(SUPPLIED MATERIAL begins)
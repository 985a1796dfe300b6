//! Formatting commands the host can apply.
//!
//! Each command maps onto one native executor command. Colour commands run
//! with `styleWithCSS` switched on so the executor emits inline styles
//! instead of `<font>` elements.

use std::borrow::Cow;

use crate::error::SurfaceError;

/// Background colour the executor cannot reset to; `inherit` is sent instead.
pub const TRANSPARENT_BACKGROUND: &str = "rgba(0, 0, 0, 0)";

#[derive(Debug, Clone, PartialEq, Eq)]
pub enum Command {
    Undo,
    Redo,
    Bold,
    Italic,
    Underline,
    Subscript,
    Superscript,
    StrikeThrough,
    TextColor(String),
    TextBackgroundColor(String),
    FontName(String),
    FontSize(String),
    /// Heading level 1 to 6.
    Heading(u8),
    Paragraph,
    Preformat,
    BlockQuote,
    RemoveFormat,
    JustifyLeft,
    JustifyCenter,
    JustifyRight,
    JustifyFull,
    Indent,
    Outdent,
    BulletList,
    NumberedList,
    HorizontalRule,
}

impl Command {
    /// Map a host command name and optional parameter.
    ///
    /// Both the host API names (`setBold`, `insertBulletList`) and the
    /// native names (`bold`, `insertUnorderedList`) are accepted.
    pub fn parse(name: &str, param: Option<&str>) -> Result<Self, SurfaceError> {
        let command = match name {
            "undo" => Command::Undo,
            "redo" => Command::Redo,
            "setBold" | "bold" => Command::Bold,
            "setItalic" | "italic" => Command::Italic,
            "setUnderline" | "underline" => Command::Underline,
            "setSubscript" | "subscript" => Command::Subscript,
            "setSuperscript" | "superscript" => Command::Superscript,
            "setStrikeThrough" | "strikeThrough" => Command::StrikeThrough,
            "setTextColor" | "foreColor" => Command::TextColor(required("foreColor", param)?),
            "setTextBackgroundColor" | "backColor" => {
                Command::TextBackgroundColor(required("backColor", param)?)
            }
            "setFontName" | "fontName" => Command::FontName(required("fontName", param)?),
            "setFontSize" | "fontSize" => Command::FontSize(required("fontSize", param)?),
            "setHeading" => {
                let raw = required("formatBlock", param)?;
                match raw.trim().parse::<u8>() {
                    Ok(level @ 1..=6) => Command::Heading(level),
                    _ => {
                        return Err(SurfaceError::InvalidParameter {
                            command: "formatBlock",
                            reason: format!("heading level {raw:?} is not 1-6"),
                        });
                    }
                }
            }
            "setFormattingToParagraph" => Command::Paragraph,
            "setPreformat" => Command::Preformat,
            "setBlockQuote" => Command::BlockQuote,
            "removeFormat" => Command::RemoveFormat,
            "setJustifyLeft" | "justifyLeft" => Command::JustifyLeft,
            "setJustifyCenter" | "justifyCenter" => Command::JustifyCenter,
            "setJustifyRight" | "justifyRight" => Command::JustifyRight,
            "setJustifyFull" | "justifyFull" => Command::JustifyFull,
            "setIndent" | "indent" => Command::Indent,
            "setOutdent" | "outdent" => Command::Outdent,
            "insertBulletList" | "insertUnorderedList" => Command::BulletList,
            "insertNumberedList" | "insertOrderedList" => Command::NumberedList,
            "insertHorizontalRule" => Command::HorizontalRule,
            other => return Err(SurfaceError::UnknownCommand(other.to_string())),
        };
        Ok(command)
    }

    /// Native command name and value.
    pub fn native(&self) -> (&'static str, Option<Cow<'_, str>>) {
        match self {
            Command::Undo => ("undo", None),
            Command::Redo => ("redo", None),
            Command::Bold => ("bold", None),
            Command::Italic => ("italic", None),
            Command::Underline => ("underline", None),
            Command::Subscript => ("subscript", None),
            Command::Superscript => ("superscript", None),
            Command::StrikeThrough => ("strikeThrough", None),
            Command::TextColor(color) => ("foreColor", Some(Cow::Borrowed(color.as_str()))),
            Command::TextBackgroundColor(color) if color == TRANSPARENT_BACKGROUND => {
                ("backColor", Some(Cow::Borrowed("inherit")))
            }
            Command::TextBackgroundColor(color) => {
                ("backColor", Some(Cow::Borrowed(color.as_str())))
            }
            Command::FontName(name) => ("fontName", Some(Cow::Borrowed(name.as_str()))),
            Command::FontSize(size) => ("fontSize", Some(Cow::Borrowed(size.as_str()))),
            Command::Heading(level) => ("formatBlock", Some(Cow::Owned(format!("<h{level}>")))),
            Command::Paragraph => ("formatBlock", Some(Cow::Borrowed("<p>"))),
            Command::Preformat => ("formatBlock", Some(Cow::Borrowed("<pre>"))),
            Command::BlockQuote => ("formatBlock", Some(Cow::Borrowed("<blockquote>"))),
            Command::RemoveFormat => ("removeFormat", None),
            Command::JustifyLeft => ("justifyLeft", None),
            Command::JustifyCenter => ("justifyCenter", None),
            Command::JustifyRight => ("justifyRight", None),
            Command::JustifyFull => ("justifyFull", None),
            Command::Indent => ("indent", None),
            Command::Outdent => ("outdent", None),
            Command::BulletList => ("insertUnorderedList", None),
            Command::NumberedList => ("insertOrderedList", None),
            Command::HorizontalRule => ("insertHorizontalRule", None),
        }
    }

    /// Whether the command must run with `styleWithCSS` enabled.
    pub fn uses_css_styling(&self) -> bool {
        matches!(
            self,
            Command::TextColor(_) | Command::TextBackgroundColor(_)
        )
    }
}

fn required(command: &'static str, param: Option<&str>) -> Result<String, SurfaceError> {
    param
        .filter(|p| !p.is_empty())
        .map(str::to_string)
        .ok_or_else(|| SurfaceError::InvalidParameter {
            command,
            reason: "missing value".into(),
        })
}

#[cfg(test)]
mod tests {
    use super::*;

    #[test]
    fn test_host_and_native_names() {
        assert_eq!(Command::parse("setBold", None).unwrap(), Command::Bold);
        assert_eq!(Command::parse("bold", None).unwrap(), Command::Bold);
        assert_eq!(
            Command::parse("insertBulletList", None).unwrap().native(),
            ("insertUnorderedList", None)
        );
    }

    #[test]
    fn test_heading_levels() {
        let cmd = Command::parse("setHeading", Some("3")).unwrap();
        assert_eq!(cmd.native(), ("formatBlock", Some(Cow::Borrowed("<h3>"))));
        assert!(matches!(
            Command::parse("setHeading", Some("7")),
            Err(SurfaceError::InvalidParameter { .. })
        ));
    }

    #[test]
    fn test_transparent_background_becomes_inherit() {
        let cmd = Command::parse("setTextBackgroundColor", Some(TRANSPARENT_BACKGROUND)).unwrap();
        assert!(cmd.uses_css_styling());
        assert_eq!(cmd.native(), ("backColor", Some(Cow::Borrowed("inherit"))));

        let cmd = Command::TextBackgroundColor("#ff0000".into());
        assert_eq!(cmd.native(), ("backColor", Some(Cow::Borrowed("#ff0000"))));
    }

    #[test]
    fn test_missing_and_unknown() {
        assert!(matches!(
            Command::parse("setTextColor", None),
            Err(SurfaceError::InvalidParameter {
                command: "foreColor",
                ..
            })
        ));
        assert!(matches!(
            Command::parse("explode", None),
            Err(SurfaceError::UnknownCommand(name)) if name == "explode"
        ));
    }
}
(SUPPLIED MATERIAL ends)
TO DO:
What lines of the listing contain the word "styleWithCSS"? Copy them all.

RESPONSE BELOW:
//! with `styleWithCSS` switched on so the executor emits inline styles
    /// Whether the command must run with `styleWithCSS` enabled.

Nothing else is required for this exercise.